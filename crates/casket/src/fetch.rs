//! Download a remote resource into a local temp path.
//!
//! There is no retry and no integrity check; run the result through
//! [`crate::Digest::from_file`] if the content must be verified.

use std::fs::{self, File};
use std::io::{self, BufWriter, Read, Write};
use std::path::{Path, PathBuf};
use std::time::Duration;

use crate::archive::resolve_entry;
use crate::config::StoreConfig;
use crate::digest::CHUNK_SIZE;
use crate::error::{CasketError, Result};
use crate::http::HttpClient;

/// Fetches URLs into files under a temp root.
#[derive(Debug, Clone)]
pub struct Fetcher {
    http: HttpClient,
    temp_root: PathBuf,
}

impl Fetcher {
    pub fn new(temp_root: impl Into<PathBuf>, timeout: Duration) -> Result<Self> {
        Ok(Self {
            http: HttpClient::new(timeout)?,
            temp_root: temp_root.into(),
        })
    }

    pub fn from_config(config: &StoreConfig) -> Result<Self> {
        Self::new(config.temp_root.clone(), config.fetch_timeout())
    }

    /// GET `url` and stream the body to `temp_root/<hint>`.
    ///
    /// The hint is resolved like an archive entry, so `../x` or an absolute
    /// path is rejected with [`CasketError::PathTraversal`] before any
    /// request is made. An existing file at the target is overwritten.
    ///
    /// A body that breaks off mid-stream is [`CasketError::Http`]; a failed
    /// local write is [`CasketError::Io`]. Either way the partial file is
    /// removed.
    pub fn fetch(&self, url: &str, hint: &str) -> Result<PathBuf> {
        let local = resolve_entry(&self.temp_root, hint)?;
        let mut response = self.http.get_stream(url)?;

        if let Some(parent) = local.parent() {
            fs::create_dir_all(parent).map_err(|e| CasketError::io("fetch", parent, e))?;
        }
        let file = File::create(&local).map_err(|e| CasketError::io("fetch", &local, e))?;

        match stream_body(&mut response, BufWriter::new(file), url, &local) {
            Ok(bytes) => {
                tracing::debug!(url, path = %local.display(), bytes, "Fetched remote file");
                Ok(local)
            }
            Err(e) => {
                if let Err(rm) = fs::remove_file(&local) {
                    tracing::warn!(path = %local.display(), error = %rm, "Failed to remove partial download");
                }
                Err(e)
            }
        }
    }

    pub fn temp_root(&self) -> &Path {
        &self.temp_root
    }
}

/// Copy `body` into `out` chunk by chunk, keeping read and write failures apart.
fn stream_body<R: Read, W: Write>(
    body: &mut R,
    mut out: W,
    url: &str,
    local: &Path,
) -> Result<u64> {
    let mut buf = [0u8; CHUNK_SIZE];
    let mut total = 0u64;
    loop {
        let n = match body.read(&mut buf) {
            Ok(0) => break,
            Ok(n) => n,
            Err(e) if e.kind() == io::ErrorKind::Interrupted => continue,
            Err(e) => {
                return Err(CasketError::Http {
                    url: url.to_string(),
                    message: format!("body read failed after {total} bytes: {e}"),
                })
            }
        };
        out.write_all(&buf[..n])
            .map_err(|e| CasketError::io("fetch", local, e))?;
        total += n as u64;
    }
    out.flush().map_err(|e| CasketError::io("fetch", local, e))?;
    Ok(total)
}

**Task brief:**
Word for word, reproduce all of the material shown above.

**Completed task:**
filename crates/casket/src/fetch.rs
//! Download a remote resource into a local temp path.
//!
//! There is no retry and no integrity check; run the result through
//! [`crate::Digest::from_file`] if the content must be verified.

use std::fs::{self, File};
use std::io::{self, BufWriter, Read, Write};
use std::path::{Path, PathBuf};
use std::time::Duration;

use crate::archive::resolve_entry;
use crate::config::StoreConfig;
use crate::digest::CHUNK_SIZE;
use crate::error::{CasketError, Result};
use crate::http::HttpClient;

/// Fetches URLs into files under a temp root.
#[derive(Debug, Clone)]
pub struct Fetcher {
    http: HttpClient,
    temp_root: PathBuf,
}

impl Fetcher {
    pub fn new(temp_root: impl Into<PathBuf>, timeout: Duration) -> Result<Self> {
        Ok(Self {
            http: HttpClient::new(timeout)?,
            temp_root: temp_root.into(),
        })
    }

    pub fn from_config(config: &StoreConfig) -> Result<Self> {
        Self::new(config.temp_root.clone(), config.fetch_timeout())
    }

    /// GET `url` and stream the body to `temp_root/<hint>`.
    ///
    /// The hint is resolved like an archive entry, so `../x` or an absolute
    /// path is rejected with [`CasketError::PathTraversal`] before any
    /// request is made. An existing file at the target is overwritten.
    ///
    /// A body that breaks off mid-stream is [`CasketError::Http`]; a failed
    /// local write is [`CasketError::Io`]. Either way the partial file is
    /// removed.
    pub fn fetch(&self, url: &str, hint: &str) -> Result<PathBuf> {
        let local = resolve_entry(&self.temp_root, hint)?;
        let mut response = self.http.get_stream(url)?;

        if let Some(parent) = local.parent() {
            fs::create_dir_all(parent).map_err(|e| CasketError::io("fetch", parent, e))?;
        }
        let file = File::create(&local).map_err(|e| CasketError::io("fetch", &local, e))?;

        match stream_body(&mut response, BufWriter::new(file), url, &local) {
            Ok(bytes) => {
                tracing::debug!(url, path = %local.display(), bytes, "Fetched remote file");
                Ok(local)
            }
            Err(e) => {
                if let Err(rm) = fs::remove_file(&local) {
                    tracing::warn!(path = %local.display(), error = %rm, "Failed to remove partial download");
                }
                Err(e)
            }
        }
    }

    pub fn temp_root(&self) -> &Path {
        &self.temp_root
    }
}

/// Copy `body` into `out` chunk by chunk, keeping read and write failures apart.
fn stream_body<R: Read, W: Write>(
    body: &mut R,
    mut out: W,
    url: &str,
    local: &Path,
) -> Result<u64> {
    let mut buf = [0u8; CHUNK_SIZE];
    let mut total = 0u64;
    loop {
        let n = match body.read(&mut buf) {
            Ok(0) => break,
            Ok(n) => n,
            Err(e) if e.kind() == io::ErrorKind::Interrupted => continue,
            Err(e) => {
                return Err(CasketError::Http {
                    url: url.to_string(),
                    message: format!("body read failed after {total} bytes: {e}"),
                })
            }
        };
        out.write_all(&buf[..n])
            .map_err(|e| CasketError::io("fetch", local, e))?;
        total += n as u64;
    }
    out.flush().map_err(|e| CasketError::io("fetch", local, e))?;
    Ok(total)
}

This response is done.